Task brief ::
Look through the records below for the line holding "yields no result.". Write it out exactly, with each following line through the line holding "field can hold.".
*** Data in this exercise ***
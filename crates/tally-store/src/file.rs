use std::fs;
use std::io::{ErrorKind, Write};
use std::path::{Path, PathBuf};

use tempfile::NamedTempFile;
use tracing::debug;

use crate::error::{StoreError, StoreResult};
use crate::traits::DataStorage;

/// Default record file extension.
pub const DEFAULT_EXTENSION: &str = ".dat";

/// One file per record at `root/<bucket>/<id><extension>`.
///
/// Writes go to a temporary file in the same directory and are renamed into
/// place, so readers never observe a half-written record. Listeners are not
/// supported: other processes writing the same directory are invisible.
#[derive(Debug, Clone)]
pub struct FileStorage {
    root: PathBuf,
    extension: String,
}

impl FileStorage {
    pub fn new(root: impl Into<PathBuf>) -> Self {
        Self::with_extension(root, DEFAULT_EXTENSION)
    }

    pub fn with_extension(root: impl Into<PathBuf>, extension: impl Into<String>) -> Self {
        Self {
            root: root.into(),
            extension: extension.into(),
        }
    }

    pub fn root(&self) -> &Path {
        &self.root
    }

    pub fn extension(&self) -> &str {
        &self.extension
    }

    fn bucket_dir(&self, bucket: &str) -> StoreResult<PathBuf> {
        let mut dir = self.root.clone();
        for segment in bucket.split('/') {
            if segment.is_empty() || segment == "." || segment == ".." || segment.contains('\\') {
                return Err(StoreError::InvalidId {
                    bucket: bucket.to_string(),
                    id: String::new(),
                    reason: "bad bucket segment",
                });
            }
            dir.push(segment);
        }
        Ok(dir)
    }

    fn record_path(&self, bucket: &str, id: &str) -> StoreResult<PathBuf> {
        if id.is_empty() || id == "." || id == ".." || id.contains(['/', '\\']) {
            return Err(StoreError::InvalidId {
                bucket: bucket.to_string(),
                id: id.to_string(),
                reason: "ids must be a single path segment",
            });
        }
        Ok(self.bucket_dir(bucket)?.join(format!("{id}{}", self.extension)))
    }
}

impl DataStorage for FileStorage {
    fn load(&self, bucket: &str, id: &str) -> StoreResult<Option<Vec<u8>>> {
        let path = self.record_path(bucket, id)?;
        match fs::read(&path) {
            Ok(bytes) => Ok(Some(bytes)),
            Err(e) if e.kind() == ErrorKind::NotFound => Ok(None),
            Err(e) => Err(e.into()),
        }
    }

    fn save(&self, bucket: &str, id: &str, data: &[u8]) -> StoreResult<()> {
        let path = self.record_path(bucket, id)?;
        let dir = self.bucket_dir(bucket)?;
        fs::create_dir_all(&dir)?;

        let mut tmp = NamedTempFile::new_in(&dir)?;
        tmp.write_all(data)?;
        tmp.as_file().sync_all()?;
        tmp.persist(&path).map_err(|e| e.error)?;

        debug!(path = %path.display(), bytes = data.len(), "record saved");
        Ok(())
    }

    fn list_ids(&self, bucket: &str) -> StoreResult<Vec<String>> {
        let dir = self.bucket_dir(bucket)?;
        let entries = match fs::read_dir(&dir) {
            Ok(entries) => entries,
            Err(e) if e.kind() == ErrorKind::NotFound => return Ok(Vec::new()),
            Err(e) => return Err(e.into()),
        };

        let mut ids = Vec::new();
        for entry in entries {
            let entry = entry?;
            if !entry.file_type()?.is_file() {
                continue;
            }
            let name = entry.file_name();
            let Some(name) = name.to_str() else { continue };
            if let Some(id) = name.strip_suffix(self.extension.as_str()) {
                if !id.is_empty() {
                    ids.push(id.to_string());
                }
            }
        }
        Ok(ids)
    }

    fn delete(&self, bucket: &str, id: &str) -> StoreResult<bool> {
        let path = self.record_path(bucket, id)?;
        match fs::remove_file(&path) {
            Ok(()) => Ok(true),
            Err(e) if e.kind() == ErrorKind::NotFound => Ok(false),
            Err(e) => Err(e.into()),
        }
    }

    fn exists(&self, bucket: &str, id: &str) -> StoreResult<bool> {
        Ok(self.record_path(bucket, id)?.is_file())
    }

    fn backend_name(&self) -> &'static str {
        "file"
    }
}

#[cfg(test)]
mod tests {
    use super::*;
    use tempfile::TempDir;

    fn store() -> (TempDir, FileStorage) {
        let dir = TempDir::new().unwrap();
        let store = FileStorage::new(dir.path());
        (dir, store)
    }

    #[test]
    fn save_and_load() {
        let (dir, store) = store();
        store.save("players", "abc", b"{}").unwrap();
        assert!(dir.path().join("players").join("abc.dat").is_file());
        assert_eq!(store.load("players", "abc").unwrap().unwrap(), b"{}");
    }

    #[test]
    fn missing_record_is_none() {
        let (_dir, store) = store();
        assert_eq!(store.load("players", "nobody").unwrap(), None);
        assert!(!store.exists("players", "nobody").unwrap());
    }

    #[test]
    fn nested_buckets_map_to_directories() {
        let (dir, store) = store();
        store.save("linked/island", "k1", b"x").unwrap();
        assert!(dir.path().join("linked").join("island").join("k1.dat").is_file());
        assert_eq!(store.list_ids("linked/island").unwrap(), vec!["k1".to_string()]);
    }

    #[test]
    fn list_ignores_foreign_files() {
        let (dir, store) = store();
        store.save("players", "a", b"1").unwrap();
        store.save("players", "b", b"2").unwrap();
        fs::write(dir.path().join("players").join("notes.txt"), b"hi").unwrap();
        let mut ids = store.list_ids("players").unwrap();
        ids.sort();
        assert_eq!(ids, vec!["a".to_string(), "b".to_string()]);
        assert!(store.list_ids("empty").unwrap().is_empty());
    }

    #[test]
    fn overwrite_and_delete() {
        let (_dir, store) = store();
        store.save("players", "a", b"old").unwrap();
        store.save("players", "a", b"new").unwrap();
        assert_eq!(store.load("players", "a").unwrap().unwrap(), b"new");
        assert!(store.delete("players", "a").unwrap());
        assert!(!store.delete("players", "a").unwrap());
    }

    #[test]
    fn custom_extension() {
        let dir = TempDir::new().unwrap();
        let store = FileStorage::with_extension(dir.path(), ".json");
        store.save("players", "a", b"{}").unwrap();
        assert!(dir.path().join("players/a.json").is_file());
    }

    #[test]
    fn rejects_path_escapes() {
        let (_dir, store) = store();
        assert!(matches!(
            store.save("players", "../evil", b"x"),
            Err(StoreError::InvalidId { .. })
        ));
        assert!(store.load("../players", "a").is_err());
        assert!(store.load("players", "").is_err());
    }

    #[test]
    fn file_storage_has_no_listeners() {
        let (_dir, store) = store();
        assert!(!store.supports_listeners());
        assert_eq!(store.backend_name(), "file");
    }
}
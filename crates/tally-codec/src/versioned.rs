use std::collections::BTreeMap;
use std::sync::Arc;

use serde_json::Value;
use tracing::debug;

use crate::codec::Codec;
use crate::error::{CodecError, CodecResult};
use crate::format::DataFormat;

const VERSION_KEY: &str = "_version";
const DATA_KEY: &str = "data";

type Migration<T> = Arc<dyn Fn(T) -> T + Send + Sync>;

/// A codec that stamps payloads with a schema version.
///
/// Writes always use the current codec. Reads dispatch on the stored
/// version: the current codec for the current version, a registered legacy
/// codec otherwise, followed by every step migration from the stored
/// version up to the current one. Missing steps are skipped.
///
/// JSON payloads are wrapped as `{"_version": n, "data": ...}`; a JSON
/// payload without the wrapper is read as the current version. Binary
/// payloads are a bincode `(u32, bytes)` pair.
pub struct VersionedCodec<T> {
    current_version: u32,
    current: Arc<dyn Codec<T>>,
    legacy: BTreeMap<u32, Arc<dyn Codec<T>>>,
    migrations: BTreeMap<u32, Migration<T>>,
}

impl<T> VersionedCodec<T> {
    pub fn builder(current_version: u32, current: Arc<dyn Codec<T>>) -> VersionedCodecBuilder<T> {
        VersionedCodecBuilder {
            codec: VersionedCodec {
                current_version,
                current,
                legacy: BTreeMap::new(),
                migrations: BTreeMap::new(),
            },
        }
    }

    pub fn current_version(&self) -> u32 {
        self.current_version
    }

    /// Decode bytes written at a known version, migrating up to current.
    pub fn decode_at(&self, bytes: &[u8], version: u32, format: DataFormat) -> CodecResult<T> {
        let mut value = if version == self.current_version {
            self.current.decode(bytes, format)?
        } else {
            let reader = self.legacy.get(&version).ok_or(CodecError::UnknownVersion {
                version,
                current: self.current_version,
            })?;
            reader.decode(bytes, format)?
        };

        for step in version..self.current_version {
            if let Some(migration) = self.migrations.get(&step) {
                debug!(from = step, to = step + 1, "migrating versioned value");
                value = migration(value);
            }
        }
        Ok(value)
    }
}

impl<T> Codec<T> for VersionedCodec<T> {
    fn encode(&self, value: &T, format: DataFormat) -> CodecResult<Vec<u8>> {
        let inner = self.current.encode(value, format)?;
        match format {
            DataFormat::Json => {
                let data: Value = serde_json::from_slice(&inner)?;
                let wrapped = serde_json::json!({
                    VERSION_KEY: self.current_version,
                    DATA_KEY: data,
                });
                Ok(serde_json::to_vec(&wrapped)?)
            }
            DataFormat::Binary => Ok(bincode::serialize(&(self.current_version, inner))?),
        }
    }

    fn decode(&self, bytes: &[u8], format: DataFormat) -> CodecResult<T> {
        match format {
            DataFormat::Json => {
                let value: Value = serde_json::from_slice(bytes)?;
                match value {
                    Value::Object(mut object) if object.contains_key(VERSION_KEY) => {
                        let version = object
                            .get(VERSION_KEY)
                            .and_then(Value::as_u64)
                            .and_then(|v| u32::try_from(v).ok())
                            .ok_or_else(|| CodecError::Malformed("bad _version".into()))?;
                        let data = object.remove(DATA_KEY).unwrap_or(Value::Null);
                        self.decode_at(&serde_json::to_vec(&data)?, version, format)
                    }
                    _ => self.decode_at(bytes, self.current_version, format),
                }
            }
            DataFormat::Binary => {
                let (version, inner): (u32, Vec<u8>) = bincode::deserialize(bytes)?;
                self.decode_at(&inner, version, format)
            }
        }
    }
}

/// Builder for [`VersionedCodec`].
pub struct VersionedCodecBuilder<T> {
    codec: VersionedCodec<T>,
}

impl<T> VersionedCodecBuilder<T> {
    /// Register the codec that reads payloads written at `version`.
    pub fn legacy(mut self, version: u32, reader: Arc<dyn Codec<T>>) -> Self {
        self.codec.legacy.insert(version, reader);
        self
    }

    /// Register the migration from `from` to `from + 1`.
    pub fn migrate(mut self, from: u32, migration: impl Fn(T) -> T + Send + Sync + 'static) -> Self {
        self.codec.migrations.insert(from, Arc::new(migration));
        self
    }

    pub fn build(self) -> VersionedCodec<T> {
        self.codec
    }
}

#[cfg(test)]
mod tests {
    use super::*;
    use crate::codec::serde_codec;
    use serde::{Deserialize, Serialize};

    #[derive(Debug, Clone, PartialEq, Serialize, Deserialize)]
    struct ProfileV1 {
        name: String,
    }

    #[derive(Debug, Clone, PartialEq, Serialize, Deserialize)]
    struct Profile {
        name: String,
        level: u32,
    }

    /// Reads a v1 payload into the current shape.
    struct V1Reader;

    impl Codec<Profile> for V1Reader {
        fn encode(&self, value: &Profile, format: DataFormat) -> CodecResult<Vec<u8>> {
            format.encode_value(&ProfileV1 {
                name: value.name.clone(),
            })
        }

        fn decode(&self, bytes: &[u8], format: DataFormat) -> CodecResult<Profile> {
            let old: ProfileV1 = format.decode_value(bytes)?;
            Ok(Profile {
                name: old.name,
                level: 0,
            })
        }
    }

    fn codec() -> VersionedCodec<Profile> {
        VersionedCodec::builder(3, serde_codec::<Profile>())
            .legacy(1, Arc::new(V1Reader))
            .migrate(1, |mut p| {
                p.level = 1;
                p
            })
            .migrate(2, |mut p| {
                p.level *= 10;
                p
            })
            .build()
    }

    #[test]
    fn current_version_in_both_formats() {
        let codec = codec();
        let profile = Profile {
            name: "alex".into(),
            level: 4,
        };
        for format in [DataFormat::Json, DataFormat::Binary] {
            let bytes = codec.encode(&profile, format).unwrap();
            assert_eq!(codec.decode(&bytes, format).unwrap(), profile);
        }
    }

    #[test]
    fn json_wrapper_carries_version() {
        let bytes = codec()
            .encode(&Profile { name: "a".into(), level: 1 }, DataFormat::Json)
            .unwrap();
        let value: Value = serde_json::from_slice(&bytes).unwrap();
        assert_eq!(value["_version"], 3);
        assert_eq!(value["data"]["name"], "a");
    }

    #[test]
    fn legacy_payload_is_migrated_stepwise() {
        let stored = br#"{"_version":1,"data":{"name":"old"}}"#;
        let profile = codec().decode(stored, DataFormat::Json).unwrap();
        assert_eq!(profile, Profile { name: "old".into(), level: 10 });

        let binary = bincode::serialize(&(1u32, bincode::serialize(&ProfileV1 { name: "bin".into() }).unwrap())).unwrap();
        let profile = codec().decode(&binary, DataFormat::Binary).unwrap();
        assert_eq!(profile.level, 10);
    }

    #[test]
    fn unwrapped_json_is_current_version() {
        let profile = codec().decode(br#"{"name":"raw","level":2}"#, DataFormat::Json).unwrap();
        assert_eq!(profile.level, 2);
    }

    #[test]
    fn unknown_version_is_an_error() {
        let stored = br#"{"_version":2,"data":{"name":"x"}}"#;
        assert!(matches!(
            codec().decode(stored, DataFormat::Json),
            Err(CodecError::UnknownVersion { version: 2, current: 3 })
        ));
    }
}
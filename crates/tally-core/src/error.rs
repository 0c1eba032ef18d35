use tally_codec::CodecError;
use tally_events::EventError;
use tally_store::StoreError;
use tally_types::{OwnerId, ValidationError};

/// Errors surfaced by data layer operations.
#[derive(Debug, thiserror::Error)]
pub enum DataError {
    /// The field's validator rejected the value. Nothing was written.
    #[error(transparent)]
    Validation(#[from] ValidationError),

    /// A linked write was attempted for an owner with no link of that type.
    #[error("owner {owner} is not linked to {link_type}")]
    NotLinked { owner: OwnerId, link_type: String },

    #[error("no active expiration for {field}")]
    NoActiveExpiration { field: String },

    #[error("{field} is not an expiring field")]
    NotExpiring { field: String },

    #[error("listeners are not supported by the {backend} storage backend")]
    ListenersUnsupported { backend: &'static str },

    /// Two field declarations share a full key but not a value type.
    #[error("field {field} holds a value of a different type")]
    TypeMismatch { field: String },

    #[error("transaction is closed")]
    TransactionClosed,

    #[error("link type {actual} is outside the transaction scope {expected}")]
    LinkTypeMismatch { expected: String, actual: String },

    #[error("owner field {field} is not available in a direct transaction")]
    NoOwnerScope { field: String },

    /// Raised by caller code, typically a transaction body.
    #[error("rejected: {0}")]
    Rejected(String),

    #[error("storage error: {0}")]
    Storage(#[from] StoreError),

    #[error("codec error: {0}")]
    Codec(#[from] CodecError),

    #[error("event error: {0}")]
    Event(#[from] EventError),
}

/// Result alias for data layer operations.
pub type DataResult<T> = Result<T, DataError>;

/// Outcome of a transaction body that did not complete normally.
#[derive(Debug, thiserror::Error)]
pub enum TxError {
    /// The body asked for a rollback. The transaction yields no result.
    #[error("transaction aborted")]
    Aborted,

    /// The body failed. The transaction is rolled back and this propagates.
    #[error(transparent)]
    Failed(#[from] DataError),
}

impl TxError {
    pub fn rejected(reason: impl Into<String>) -> Self {
        Self::Failed(DataError::Rejected(reason.into()))
    }
}

impl From<ValidationError> for TxError {
    fn from(err: ValidationError) -> Self {
        Self::Failed(err.into())
    }
}
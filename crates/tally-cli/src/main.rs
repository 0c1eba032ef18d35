use clap::Parser;
use tracing_subscriber::EnvFilter;

mod cli;
mod commands;

fn main() -> anyhow::Result<()> {
    let cli = cli::Cli::parse();
    let default = if cli.verbose { "debug" } else { "warn" };
    tracing_subscriber::fmt()
        .with_env_filter(
            EnvFilter::try_from_default_env().unwrap_or_else(|_| EnvFilter::new(default)),
        )
        .with_writer(std::io::stderr)
        .init();
    commands::run_command(cli)
}
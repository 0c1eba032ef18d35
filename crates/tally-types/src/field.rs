use std::fmt;
use std::ops::Deref;
use std::sync::Arc;
use std::time::Duration;

use serde::de::DeserializeOwned;
use serde::Serialize;
use tally_codec::{serde_codec, Codec, CodecResult, DataFormat};

use crate::link::{LinkKey, LinkType};
use crate::validation::{ValidationError, ValidationResult, Validator};

/// Bound shared by every value a field can hold.
pub trait FieldValue: Clone + fmt::Debug + Send + Sync + 'static {}

impl<T> FieldValue for T where T: Clone + fmt::Debug + Send + Sync + 'static {}

/// Capability tag of a field.
#[derive(Clone, Copy, Debug, PartialEq, Eq, Hash)]
pub enum FieldKind {
    /// Owner-keyed, never expires.
    Plain,
    /// Stored on a shared entity reached through a link.
    Linked,
    /// Owner-keyed with a default TTL.
    Expiring,
    /// Shared-entity field with a default TTL.
    ExpiringLinked,
}

impl FieldKind {
    pub fn is_linked(&self) -> bool {
        matches!(self, Self::Linked | Self::ExpiringLinked)
    }

    pub fn is_expiring(&self) -> bool {
        matches!(self, Self::Expiring | Self::ExpiringLinked)
    }
}

/// Immutable description of a field: identity, encoding, default and rules.
///
/// `full_key` is `namespace:key` and must be unique across the process; it
/// is the key the field's value is stored under inside an entity record.
pub struct FieldSpec<T> {
    namespace: String,
    key: String,
    full_key: Arc<str>,
    codec: Arc<dyn Codec<T>>,
    default: T,
    validator: Option<Validator<T>>,
    ttl: Option<Duration>,
}

impl<T: FieldValue> FieldSpec<T> {
    pub fn namespace(&self) -> &str {
        &self.namespace
    }

    pub fn key(&self) -> &str {
        &self.key
    }

    pub fn full_key(&self) -> &str {
        &self.full_key
    }

    /// Shared handle to the full key, used as a map key without allocating.
    pub fn full_key_arc(&self) -> Arc<str> {
        self.full_key.clone()
    }

    pub fn default_value(&self) -> T {
        self.default.clone()
    }

    pub fn codec(&self) -> &Arc<dyn Codec<T>> {
        &self.codec
    }

    /// Default TTL applied on writes. `Some` only for expiring fields.
    pub fn ttl(&self) -> Option<Duration> {
        self.ttl
    }

    pub fn validate(&self, value: &T) -> Result<(), ValidationError> {
        let Some(validator) = &self.validator else {
            return Ok(());
        };
        match validator(value) {
            ValidationResult::Valid => Ok(()),
            ValidationResult::Invalid(reason) => Err(ValidationError {
                field: self.full_key.to_string(),
                value: format!("{value:?}"),
                reason,
            }),
        }
    }

    pub fn encode(&self, value: &T, format: DataFormat) -> CodecResult<Vec<u8>> {
        self.codec.encode(value, format)
    }

    pub fn decode(&self, bytes: &[u8], format: DataFormat) -> CodecResult<T> {
        self.codec.decode(bytes, format)
    }
}

impl<T> fmt::Debug for FieldSpec<T> {
    fn fmt(&self, f: &mut fmt::Formatter<'_>) -> fmt::Result {
        f.debug_struct("FieldSpec")
            .field("full_key", &self.full_key)
            .field("ttl", &self.ttl)
            .finish_non_exhaustive()
    }
}

/// A field stored on the owner entity itself.
pub struct OwnerField<T> {
    spec: Arc<FieldSpec<T>>,
}

impl<T: FieldValue> OwnerField<T> {
    pub fn spec(&self) -> &Arc<FieldSpec<T>> {
        &self.spec
    }

    pub fn kind(&self) -> FieldKind {
        if self.spec.ttl.is_some() {
            FieldKind::Expiring
        } else {
            FieldKind::Plain
        }
    }
}

impl<T> Clone for OwnerField<T> {
    fn clone(&self) -> Self {
        Self {
            spec: self.spec.clone(),
        }
    }
}

impl<T> Deref for OwnerField<T> {
    type Target = FieldSpec<T>;

    fn deref(&self) -> &Self::Target {
        &self.spec
    }
}

impl<T> fmt::Debug for OwnerField<T> {
    fn fmt(&self, f: &mut fmt::Formatter<'_>) -> fmt::Result {
        write!(f, "OwnerField({})", self.spec.full_key)
    }
}

/// A field stored on the shared entity an owner is linked to.
pub struct LinkedField<K, T> {
    spec: Arc<FieldSpec<T>>,
    link: LinkType<K>,
}

impl<K: LinkKey, T: FieldValue> LinkedField<K, T> {
    pub fn spec(&self) -> &Arc<FieldSpec<T>> {
        &self.spec
    }

    pub fn link_type(&self) -> &LinkType<K> {
        &self.link
    }

    pub fn kind(&self) -> FieldKind {
        if self.spec.ttl.is_some() {
            FieldKind::ExpiringLinked
        } else {
            FieldKind::Linked
        }
    }
}

impl<K, T> Clone for LinkedField<K, T> {
    fn clone(&self) -> Self {
        Self {
            spec: self.spec.clone(),
            link: self.link.clone(),
        }
    }
}

impl<K, T> Deref for LinkedField<K, T> {
    type Target = FieldSpec<T>;

    fn deref(&self) -> &Self::Target {
        &self.spec
    }
}

impl<K: LinkKey, T> fmt::Debug for LinkedField<K, T> {
    fn fmt(&self, f: &mut fmt::Formatter<'_>) -> fmt::Result {
        write!(f, "LinkedField({} via {})", self.spec.full_key, self.link.name())
    }
}

/// Declares a field. Finish with [`FieldBuilder::owner`] or
/// [`FieldBuilder::linked`].
pub struct FieldBuilder<T> {
    namespace: String,
    key: String,
    codec: Arc<dyn Codec<T>>,
    default: T,
    validator: Option<Validator<T>>,
    ttl: Option<Duration>,
}

impl<T: FieldValue> FieldBuilder<T> {
    pub fn new(
        namespace: impl Into<String>,
        key: impl Into<String>,
        codec: Arc<dyn Codec<T>>,
        default: T,
    ) -> Self {
        Self {
            namespace: namespace.into(),
            key: key.into(),
            codec,
            default,
            validator: None,
            ttl: None,
        }
    }

    pub fn validator(mut self, validator: Validator<T>) -> Self {
        self.validator = Some(validator);
        self
    }

    pub fn validate_with(
        self,
        check: impl Fn(&T) -> ValidationResult + Send + Sync + 'static,
    ) -> Self {
        self.validator(Arc::new(check))
    }

    /// Makes the field expiring with the given default TTL.
    pub fn expires_after(mut self, ttl: Duration) -> Self {
        self.ttl = Some(ttl);
        self
    }

    fn into_spec(self) -> Arc<FieldSpec<T>> {
        let full_key: Arc<str> = format!("{}:{}", self.namespace, self.key).into();
        Arc::new(FieldSpec {
            namespace: self.namespace,
            key: self.key,
            full_key,
            codec: self.codec,
            default: self.default,
            validator: self.validator,
            ttl: self.ttl,
        })
    }

    pub fn owner(self) -> OwnerField<T> {
        OwnerField {
            spec: self.into_spec(),
        }
    }

    pub fn linked<K: LinkKey>(self, link: &LinkType<K>) -> LinkedField<K, T> {
        LinkedField {
            spec: self.into_spec(),
            link: link.clone(),
        }
    }
}

/// Starts a field backed by [`tally_codec::SerdeCodec`].
pub fn field<T>(namespace: impl Into<String>, key: impl Into<String>, default: T) -> FieldBuilder<T>
where
    T: FieldValue + Serialize + DeserializeOwned,
{
    FieldBuilder::new(namespace, key, serde_codec::<T>(), default)
}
*** End of Data in this exercise ***
Result ::
    /// The body asked for a rollback. The transaction yields no result.
    #[error("transaction aborted")]
    Aborted,

    /// The body failed. The transaction is rolled back and this propagates.
    #[error(transparent)]
    Failed(#[from] DataError),
}

impl TxError {
    pub fn rejected(reason: impl Into<String>) -> Self {
        Self::Failed(DataError::Rejected(reason.into()))
    }
}

impl From<ValidationError> for TxError {
    fn from(err: ValidationError) -> Self {
        Self::Failed(err.into())
    }
}
filename crates/tally-cli/src/main.rs
repository 0c1eba032ef18d35
use clap::Parser;
use tracing_subscriber::EnvFilter;

mod cli;
mod commands;

fn main() -> anyhow::Result<()> {
    let cli = cli::Cli::parse();
    let default = if cli.verbose { "debug" } else { "warn" };
    tracing_subscriber::fmt()
        .with_env_filter(
            EnvFilter::try_from_default_env().unwrap_or_else(|_| EnvFilter::new(default)),
        )
        .with_writer(std::io::stderr)
        .init();
    commands::run_command(cli)
}
repository 0c1eba032ef18d35
filename crates/tally-types/src/field.rs
use std::fmt;
use std::ops::Deref;
use std::sync::Arc;
use std::time::Duration;

use serde::de::DeserializeOwned;
use serde::Serialize;
use tally_codec::{serde_codec, Codec, CodecResult, DataFormat};

use crate::link::{LinkKey, LinkType};
use crate::validation::{ValidationError, ValidationResult, Validator};

/// Bound shared by every value a field can hold.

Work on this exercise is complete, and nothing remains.